Sevyn Streeter et une polémique de plus, entre basketball et politique
Responsabilité individuelle indépendamment du locataire de Maison Blanche, foi en l’avenir, vigilance, appel au calme et à l’unité. Tout est dit. Ou presque puisqu’on peut compter sur les écarts de langage de Donald Trump pour raviver les combats de ceux qui voient dans son programme une menace. Pour ne citer qu’un exemple, considérons le mouvement « Black Live Matters » évoqué dans un article précédent, avec Carmelo Anthony, Chris Paul, Dwyane Wade et Lebron James en figure de proue. Le premier match des Sixers face à Oklahoma City a été émaillé d’un incident dont les répercussions pourraient être très médiatiques selon le cours que prendront les prochains mois.
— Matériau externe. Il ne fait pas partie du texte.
//! Sphere primitive for ray tracing.

use crate::{
    hittable::{HitRecord, Hittable},
    Material,
};
use serde::{Deserialize, Serialize};
use sol_math::{Interval, Ray, Vec3, Vector3Ext};

/// A sphere primitive.
#[derive(Debug, Clone, PartialEq, Serialize, Deserialize)]
pub struct Sphere {
    center: Vec3,
    radius: f32,
    material: Material,
}

impl Sphere {
    /// Create a new sphere. Negative radii are clamped to zero.
    pub fn new(center: Vec3, radius: f32, material: Material) -> Self {
        Self {
            center,
            radius: radius.max(0.0),
            material,
        }
    }

    #[inline]
    pub fn center(&self) -> Vec3 {
        self.center
    }

    #[inline]
    pub fn radius(&self) -> f32 {
        self.radius
    }

    #[inline]
    pub fn material(&self) -> &Material {
        &self.material
    }
}

impl Hittable for Sphere {
    fn hit(&self, ray: &Ray, range: Interval) -> Option<HitRecord> {
        // For rays cast from the eye this is just -center
        let oc = ray.origin - self.center;

        // The quadratic's `a` is 1 for a normalized direction, and `b` is halved
        let b = ray.direction.dot(oc);
        let c = oc.length_squared() - self.radius * self.radius;

        let discriminant = b * b - c;
        // Grazing rays count as misses
        if discriminant < f32::EPSILON {
            return None;
        }

        let sqrtd = discriminant.sqrt();

        // Prefer the near root; fall back to the far one when the origin is inside
        let mut root = -b - sqrtd;
        if root < range.min {
            root = -b + sqrtd;
        }
        if !range.admits(root) {
            return None;
        }

        let point = ray.at(root);
        Some(HitRecord {
            distance: root,
            point,
            normal: (point - self.center).normalized_or_zero(),
        })
    }
}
La chanteuse de R&B Sevyn Streeter s’est vue interdite de chanter l’hymne nationale. La raison invoquée par les organisateurs : elle portait un t-shirt disant « We Matter » (nous comptons). Un « We » indéfini mais associé certainement à la communauté afro-américaine dont la chanteuse condamne régulièrement le traitement inégalitaire. Depuis, l’administration des Sixers s’est excusée platement et a invité Sevyn Streeter à venir à nouveau sur son parquet pour chanter « La Bannière Etoilée ». On peut être certain qu’elle choisira intelligemment le bon match, télévisé sur les chaines nationales et en réponse à un évènement qui marquera l’actualité. Ce moment arrivera immanquablement un jour ou l’autre et les Sixers ne pourront pas lui dire non une seconde fois.